2. The energy storage device of claim 1, wherein said heat exchange liquid medium comprises water,

the heat exchange liquid medium further comprises a black additive selected from one or more of black dye, ink and graphene.

3. The energy storage device for greenhouses according to claim 1, characterized in that a partition (101) is arranged inside the water tank (1).

4. A greenhouse energy storage device according to claim 3, characterized in that the partition (101) is internally filled with phase change material and/or photo-thermal substances.

5. A device according to claim 3, characterized in that the partition (101) is spaced from the inner wall of the tank.

6. The energy storage device of a greenhouse according to claim 1, characterized in that a water pump (303) is arranged on the water outlet circulation pipe (301) or the water inlet circulation pipe (302).

7. The energy storage device for greenhouses according to claim 1, wherein the cooling pipes (202) are connected by a pipeline.
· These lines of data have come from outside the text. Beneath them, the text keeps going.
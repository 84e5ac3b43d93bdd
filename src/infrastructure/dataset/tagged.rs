//! `<tag>...</tag>` problem files (Socratic Debugging Benchmark).

use regex::Regex;

use super::normalize::{parse_bug_fixes, parse_unit_tests, strip_line_numbers};
use super::DatasetError;
use crate::domain::models::Problem;

/// Trimmed content of the first `<tag>...</tag>` section; empty when absent
pub fn extract_tag(text: &str, tag: &str) -> Result<String, DatasetError> {
    let tag = regex::escape(tag);
    let pattern = Regex::new(&format!("(?s)<{tag}>(.*?)</{tag}>"))?;
    Ok(pattern
        .captures(text)
        .and_then(|c| c.get(1))
        .map(|m| m.as_str().trim().to_string())
        .unwrap_or_default())
}

/// Build a problem from tagged text
pub fn parse_tagged(text: &str, id: u32) -> Result<Problem, DatasetError> {
    let dialogue = extract_tag(text, "dialogue")?;
    Ok(Problem {
        id,
        description: extract_tag(text, "problem")?,
        buggy_code: strip_line_numbers(&extract_tag(text, "bug_code")?),
        bug_description: extract_tag(text, "bug_desc")?,
        expected_fixes: parse_bug_fixes(&extract_tag(text, "bug_fixes")?),
        unit_tests: parse_unit_tests(&extract_tag(text, "unit_tests")?),
        example_dialogue: (!dialogue.is_empty()).then_some(dialogue),
    })
}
8. The energy storage device of a greenhouse according to claim 1, characterized in that the heat exchange unit (2) is further provided with a number of phase change material tubes (201) forming an array.

9. The energy storage device of a greenhouse according to claim 8, characterized in that the phase change material pipe (201) is arranged in the air outlet direction of the fan (203).

10. The energy storage device of a greenhouse according to claim 2, characterized in that water-farming organisms, selected from fish and/or shellfish, are added to the water tank (1).